Alliance welcomes government review into education in prisons
8 Sep 2015
The Prisoner Learning Alliance(PLA) welcomes the Ministry of Justice’s review of education in prisons, announced by the Secretary of State Michael Gove, today (8th September 2015).
Rod Clark, Chief Executive of Prisoners’ Education Trust (PET) which brought together the PLA and provides its secretariat has been invited to represent the views of the PLA’s 23 member organisations on an expert panel which will support the review process.
Rod Clark, Chief Executive, Prisoners’ Education Trust, said:
“We welcome this timely review, which will be an opportunity to reinvigorate learning opportunities in prison and give prisoners a decent chance to turn their lives around.
“Thousands of people are currently leaving prison without the skills or attributes to contribute positively to society. In his last report, the Chief Inspector of Prisons found the worst results for work, training and education in 10 years.
“We want education be a priority in every prison. Prisoners need to be engaged in learning that is exciting, creative and relevant to their needs and aspirations. Learners should be involved in the process, so they can come up with ways to make improvements and encourage their peers to learn. And once prisoners begin learning, there must be ways to ensure they continue progressing and gain the life skills and qualifications that employers, colleges and universities in the community really value. One of the best ways to do this is through ICT, with secure digital learning platforms. And prisoners should be better connected with the learning opportunities available on the outside.
“Charities have a vital role in helping men and women move away from crime and that’s why it is so important to ensure their voices are represented in this review. On behalf of the Prisoner Learning Alliance and Prisoners’ Education Trust I will work to highlight the challenges that currently exist in our system and suggest solutions that are cost-effective, successful in rehabilitating prisoners and ultimately lead to fewer victims of crime.”
The PLA brings expertise from 23 organisations including charities, universities and businesses with substantial experience of education and training in prisons.
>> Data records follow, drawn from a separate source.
// Copyright (c) Microsoft Corporation.
// Licensed under the MIT License.

#![deny(clippy::all, clippy::pedantic)]

//! # Circuit execution backend for sparse state simulation.
//! This library runs fully resolved circuits on the sparse state engine from `quantum_sparse_sim`,
//! one shot after another, and aggregates the shots into a [`SimulationResult`]: the state after
//! the last shot together with histograms of the measured qubits and classical bits.

pub mod circuit;
pub mod error;
pub mod error_model;
pub mod instruction;
pub mod options;
pub mod result;

pub use crate::{
    circuit::Circuit,
    error::SimulationError,
    error_model::{DepolarizingChannel, ErrorModel},
    instruction::Instruction,
    options::SimulationOptions,
    result::{
        Amplitude, Measurement, SimulationIterationAccumulator, SimulationIterationContext,
        SimulationResult, SuperposedState,
    },
};
pub use quantum_sparse_sim::{
    gates, BasisVector, DenseUnitaryMatrix, MatrixError, QuantumState, RandomGenerator,
    StateError,
};

use log::{debug, trace};

/// Runs `options.shots` shots of `circuit` and returns the aggregated result. All randomness of
/// the run comes from a single generator, so a seeded run is reproducible.
/// # Errors
///
/// Returns a [`SimulationError`] if the options are invalid.
pub fn execute(
    circuit: &Circuit,
    options: &SimulationOptions,
) -> Result<SimulationResult, SimulationError> {
    options.validate()?;

    let mut rng = options
        .seed
        .map_or_else(RandomGenerator::from_entropy, RandomGenerator::from_seed_u64);
    debug!(
        "Running {} shot(s) of {} instruction(s) on {} qubit(s) and {} bit(s), {}",
        options.shots,
        circuit.instructions().len(),
        circuit.number_of_qubits(),
        circuit.number_of_bits(),
        options
            .seed
            .map_or_else(|| "seeded from entropy".to_string(), |seed| format!("seed {seed}"))
    );

    let mut accumulator = SimulationIterationAccumulator::new(circuit.number_of_qubits());
    for shot in 1..=options.shots {
        let context = circuit.execute(&options.error_model, &mut rng, options.zero_cycle_size)?;
        trace!(
            "Finished shot {shot}, measured {}",
            context
                .measurement_register
                .to_substring(circuit.number_of_qubits())
        );
        accumulator.add(context);
    }

    let result = accumulator.get_simulation_result(options.shots);
    debug!(
        "Finished {} shot(s) with {} distinct measurement outcome(s)",
        result.shots_done,
        result.measurements.len()
    );
    Ok(result)
}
PLA carries out research, informed by its members, prison staff and prisoner learners, to improve prison education policies. Read the PLA’s briefing on the Future of Prison Education Contracts, published May 2015 and its first report, Smart Rehabilitation, published December 2013.
The Prisoner Learning Alliance was formed in 2012 by the charity Prisoners’ Education Trust ‘to provide expertise and vision to inform future priorities, policies and practices relating to prison education, learning and skills’. It now brings together 23 expert organisations who work to champion learning for people in prison.